En este contexto, la forma para darle sentido positivo a la
reforma –y no sólo en términos del previsible alto flujo de inversión en los
próximos años- está en un par de temas que, percibo, quedaron pendientes en
medio de la discusión ideológica: la transformación de Pemex y las políticas de
transparencia.
Si algo era evidente para todos con un dedo de frente, antes
de la reforma, era el deterioro de las capacidades de Pemex, una empresa con
subsidiarias de más, exceso de burocracia, un sindicato voraz, una opaca nube
de contratistas, un régimen fiscal asfixiante, tecnología en rezago y
producción a la baja. Sólo el pensamiento mágico del nacionalismo nostálgico
podía pensar que las cosas podían seguir como estaban.
Precisamente por eso, Pemex debió de estar en el centro de
las preocupaciones de la reforma, y ser uno de los principales beneficiarios de
ella.

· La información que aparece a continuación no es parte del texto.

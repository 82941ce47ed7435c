use std::env;
use std::net::SocketAddr;
use std::path::PathBuf;

use clap::Args;

use crate::clients::ClientType;

/// Trait for types that can retrieve their API key from environment variables
pub trait KeyFromEnv {
    /// The environment variable name for this client's API key
    const KEY_NAME: &'static str;

    /// Older or platform-specific names accepted when `KEY_NAME` is unset.
    const FALLBACK_KEY_NAMES: &'static [&'static str] = &[];

    /// Find the API key by checking environment variables, after loading `.env`
    fn find_key() -> Option<String> {
        // First try to load .env file (silently fail if not found)
        let _ = dotenvy::dotenv();

        std::iter::once(Self::KEY_NAME)
            .chain(Self::FALLBACK_KEY_NAMES.iter().copied())
            .find_map(|name| env::var(name).ok().filter(|v| !v.trim().is_empty()))
    }

    fn has_key() -> bool {
        Self::find_key().is_some()
    }
}

/// Settings for the generation backend.
#[derive(Debug, Clone, Args)]
pub struct ServerConfig {
    /// Address to listen on
    #[arg(long, env = "QUIZ_BIND", default_value = "127.0.0.1:8787")]
    pub bind: SocketAddr,

    /// Model provider: gemini, claude, deepseek or mock [default: auto-detect from API keys]
    #[arg(long, env = "QUIZ_PROVIDER", value_parser = ClientType::from_str)]
    pub provider: Option<ClientType>,

    /// Override the provider's default model
    #[arg(long, env = "QUIZ_MODEL")]
    pub model: Option<String>,

    /// Write every prompt/response pair to this directory
    #[arg(long, env = "QUIZ_TRANSCRIPTS")]
    pub transcripts: Option<PathBuf>,
}

impl Default for ServerConfig {
    fn default() -> Self {
        Self {
            bind: SocketAddr::from(([127, 0, 0, 1], 8787)),
            provider: None,
            model: None,
            transcripts: None,
        }
    }
}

Se ve que tirios y troyanos tuvieron miedo de atacar sus enraizados
problemas, que lo convierten, a la hora de la competencia, en un gordinflón
incapaz de enfrentarse a empresas más atléticas. Habrá quien crea que las
nuevas condiciones obligarán, por sí solas, a una modificación de hábitos y
prácticas en la paraestatal. Es dudoso que así suceda, para decirlo con
optimismo.
El otro aspecto a cuidar es el de la transparencia, porque
sólo ésta nos puede garantizar a la sociedad resultados netos positivos de la
reforma. Sólo con transparencia e información podremos evitar que apertura del
sector no degenere en la formación artificial de nuevos agentes dominantes
(esta vez disfrazados de “socios” de Pemex) o en la proliferación de contratos
leoninos (en contra de los intereses de la nación).
Si estos elementos son abordados con seriedad –y no creyendo
que con la reforma constitucional basta-, se habrá abierto el camino no sólo
para que el sector energético se modernice y se convierta en palanca de
desarrollo, sino para que lo haga de manera equilibrada.

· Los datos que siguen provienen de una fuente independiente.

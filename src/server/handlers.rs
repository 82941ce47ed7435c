use std::sync::Arc;

use axum::{extract::State, http::StatusCode, Json};
use bytes::Bytes;
use serde_json::{json, Value};
use tracing::{info, instrument};

use super::{error::ApiError, AppState};
use crate::error::MIN_CONTEXT_CHARS;
use crate::question::Question;

/// `GET /health`
pub async fn health(State(state): State<Arc<AppState>>) -> Json<Value> {
    Json(json!({
        "status": "ok",
        "provider": state.provider_name(),
    }))
}

/// `OPTIONS /api/generate-quiz`; the CORS headers come from the router middleware.
pub async fn preflight() -> StatusCode {
    StatusCode::NO_CONTENT
}

/// Any method other than POST and OPTIONS on the generation endpoint.
pub async fn method_not_allowed() -> ApiError {
    ApiError::MethodNotAllowed
}

/// Pull a usable context out of a raw request body.
///
/// The body is taken as bytes rather than through axum's `Json` extractor: a body
/// that is not JSON at all is a 500, while a missing, non-string or short `context`
/// is a 400.
pub fn context_from_body(body: &[u8]) -> Result<String, ApiError> {
    let value: Value =
        serde_json::from_slice(body).map_err(|e| ApiError::UnparsableBody(e.to_string()))?;
    let context = value
        .get("context")
        .and_then(Value::as_str)
        .ok_or(ApiError::InvalidContext)?;

    if context.trim().chars().count() < MIN_CONTEXT_CHARS {
        return Err(ApiError::InvalidContext);
    }
    Ok(context.to_string())
}

/// `POST /api/generate-quiz`
#[instrument(skip_all, fields(body_len = body.len()))]
pub async fn generate_quiz(
    State(state): State<Arc<AppState>>,
    body: Bytes,
) -> Result<Json<Vec<Question>>, ApiError> {
    let context = context_from_body(&body)?;
    let generator = state.generator().ok_or(ApiError::MissingCredential)?;

    let questions = generator.generate(&context).await?;
    info!(count = questions.len(), "Returning generated quiz");
    Ok(Json(questions))
}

En cualquier caso, la oportunidad existe: sin duda, con lo
aprobado se atraerán más inversiones –y no sólo en el sector- y se generarán
empleos; se generarán ahorros que pueden destinarse a áreas básicas como la
educación y la ciencia y se recuperará, tendencialmente, la competitividad.

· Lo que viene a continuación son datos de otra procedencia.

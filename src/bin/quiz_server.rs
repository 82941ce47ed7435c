use clap::Parser;
use quiz_forge::config::ServerConfig;
use quiz_forge::server;
use tracing_subscriber::{layer::SubscriberExt, util::SubscriberInitExt};

#[derive(Parser)]
#[command(author, version, about = "Quiz generation backend", long_about = None)]
#[command(after_help = "ENVIRONMENT VARIABLES:
    GEMINI_API_KEY     API key for Gemini (API_KEY is also accepted)
    ANTHROPIC_API_KEY  API key for Claude
    DEEPSEEK_API_KEY   API key for DeepSeek
    RUST_LOG           Log filter [default: quiz_forge=info,tower_http=info]

EXAMPLES:
    quiz-server                          # Auto-detect provider from API keys
    quiz-server --provider mock          # Serve a canned quiz, no API calls
    quiz-server --transcripts ./logs     # Save every prompt and response")]
struct Args {
    #[command(flatten)]
    server: ServerConfig,
}

#[tokio::main]
async fn main() -> anyhow::Result<()> {
    tracing_subscriber::registry()
        .with(
            tracing_subscriber::EnvFilter::try_from_default_env()
                .unwrap_or_else(|_| "quiz_forge=info,tower_http=info".into()),
        )
        .with(tracing_subscriber::fmt::layer())
        .init();

    let args = Args::parse();
    tracing::info!(bind = %args.server.bind, "Starting quiz backend");
    server::serve(args.server).await?;
    Ok(())
}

En lo político, esta reforma –junto con las aprobadas
anteriormente, en varios temas- completa un primer ciclo, que demuestra que sí
es posible hacer transformaciones legales, a través de distintas alianzas
legislativa, sin caer en el atasque o en el agandalle.
En este caso particular, la energética se parece más a lo
que planteó Acción Nacional que a la propuesta de EPN y el PRI (con la
electoral, van dos reformas empanizadas… creo que son más que las que logró
Calderón en todo su sexenio). Pero en ello también tuvo qué ver la postura del
PRD, amarrado a los hitos y mitos de la Historia Patria (y a sus herederos).
El PRD cayó en la trampa de la polarización y, en vez de empujar para limitar a ciertas circunstancias
específicas la posibilidad de generar contratos de responsabilidad compartida,
de insistir en la necesidad de transparentar Pemex y de abonar para que la
redefinición del régimen fiscal de la paraestatal se hiciera en función de las
necesidades de la nación, se puso a jugar a las tomas de tribuna y a apostar
una futura consulta popular, que difícilmente podrá –en caso de aprobarse la
legislación- revertir lo principal de la reforma constitucional. Veremos qué
tanto puede limitarla. Pero, por lo pronto, al jugar estilo López Obrador,
perdió –junto con él.
La reforma energética amplia y sin tibiezas venció en el Congreso federal y pasó airosa por las legislaturas locales. Requiere de severos controles en la legislación secundaria. Falta que funcione correctamente en la realidad. Ojalá, porque sólo así va a convencer.